APOBEC3 Hypermutations in HIV-1 Infected Cases in Turkey

SAYAN M., Simsek F., Ceran N., Dokuzocuz B., Eraksoy H.

MIKROBIYOLOJI BULTENI, vol.47, no.3, pp.482-492, 2013 (Journal Indexed in SCI) identifier identifier identifier

  • Publication Type: Article / Article
  • Volume: 47 Issue: 3
  • Publication Date: 2013
  • Doi Number: 10.5578/mb.5150
  • Title of Journal : MIKROBIYOLOJI BULTENI
  • Page Numbers: pp.482-492


Host genetic factors may play an effective role on the human immunodeficiency virus (HIV) pathogenesis. APOBEC3 (apolipoprotein B mRNA editing enzyme catalytic polypeptide like-3) proteins are cellular antiviral proteins which inhibits HIV replication in the absence of vif (virion infectivity factor).

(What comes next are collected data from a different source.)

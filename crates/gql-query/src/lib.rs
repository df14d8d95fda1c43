//! Translates query pipelines into parameterized GQL text.
//!
//! [`compile`] produces the executable form of a pipeline: query text with
//! named `@` placeholders, the bound parameters and the projection plan.
//! [`to_display_text`] renders the same pipeline with every parameter
//! substituted inline, for diagnostics.

mod ast;
pub use ast::{Ast, Fragment};

mod compiled;
pub use compiled::{Compiled, Param, ProjectionPlan};

mod display;
pub use display::display_value;

mod render;
pub use render::{render, Inline, Named, Params};

mod shape;
pub use shape::ShapeFlags;

mod translate;
pub use translate::{Mode, Translator};

use gql_core::{stmt::Pipeline, Result};

/// Reserved parameter name bound by a Take stage.
pub const TAKE_PARAM: &str = "qlim";

/// Reserved parameter name bound by a Skip stage.
pub const SKIP_PARAM: &str = "qoffset";

/// Compile a pipeline for execution.
///
/// Each call translates from scratch; compiling the same pipeline twice
/// yields identical text and parameters.
pub fn compile(pipeline: &Pipeline) -> Result<Compiled> {
    Translator::new(pipeline, Mode::Strict).translate()
}

/// Render a pipeline as human readable query text with parameters inlined.
///
/// Repeated Take or Skip stages are collapsed rather than rejected.
pub fn to_display_text(pipeline: &Pipeline) -> Result<String> {
    let compiled = Translator::new(pipeline, Mode::Collapsing).translate()?;
    compiled.display_text()
}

In this study, we aimed to determine the APOBEC 3G/F hypermutations in HIV-1 strains isolated in Turkey. A total of 515 HIV-1 infected patients between June 2009 - February 2012 were included in the study. Three hundred ninety four cases were newly diagnosed antiretroviral-naive patients [349 male, 45 female; medain age (range): 37.1 (2-69) years; median CD4(+) T-cell count (range): 340 (1-1660) mm(3); median HIV-RNA load (range): 5.76 + E5 (8.7 + E2-9.4 + E6) IU/ml] and 121 were under HAART therapy [99 male, 22 female; median age (range): 40.7 (20-70) years; median CD4(+) T-cell count (range): 195 (6-720) mm3; median HIV-RNA load (range): 5.4 + E5 (1.37 + E3-1.07 + E7) IU/ml]. APOBEC 3G/F hypermutations in HIV-1 pol sequences (reverse transcriptase; codons 41-238 and protease; codons 1-99) analysed by nested RT-PCR and direct sequencing techniques. APOBEC 3G/F hypermutations have been determined by using of HIVdb-Stanford algorithm. The prevalence of overall APOBEC 3G/F hypermutations was 2.5% (13/515) in HIV-1 pol gene sequences in study group, and the rates were 2% (8/394) and 4.1% (5/121) in antiretroviral naive and treatment groups, respectively. However, the location and marker hypermutations of determined APOBEC in the HIV-1 pol gene sequences were RT and 3G in the Turkish patients. The hypermutated HIV-1 strains identified in HIV-1 infected patients may facilitate our understanding the nature and the consequences of HIV-1 infections. Moreover, investigations of the motif and frequency of APOBEC 3G/F hypermutations in HIV-1 proviral DNA samples and understanding their relationships with HIV-1 subtypes in Turkish patients would be beneficial.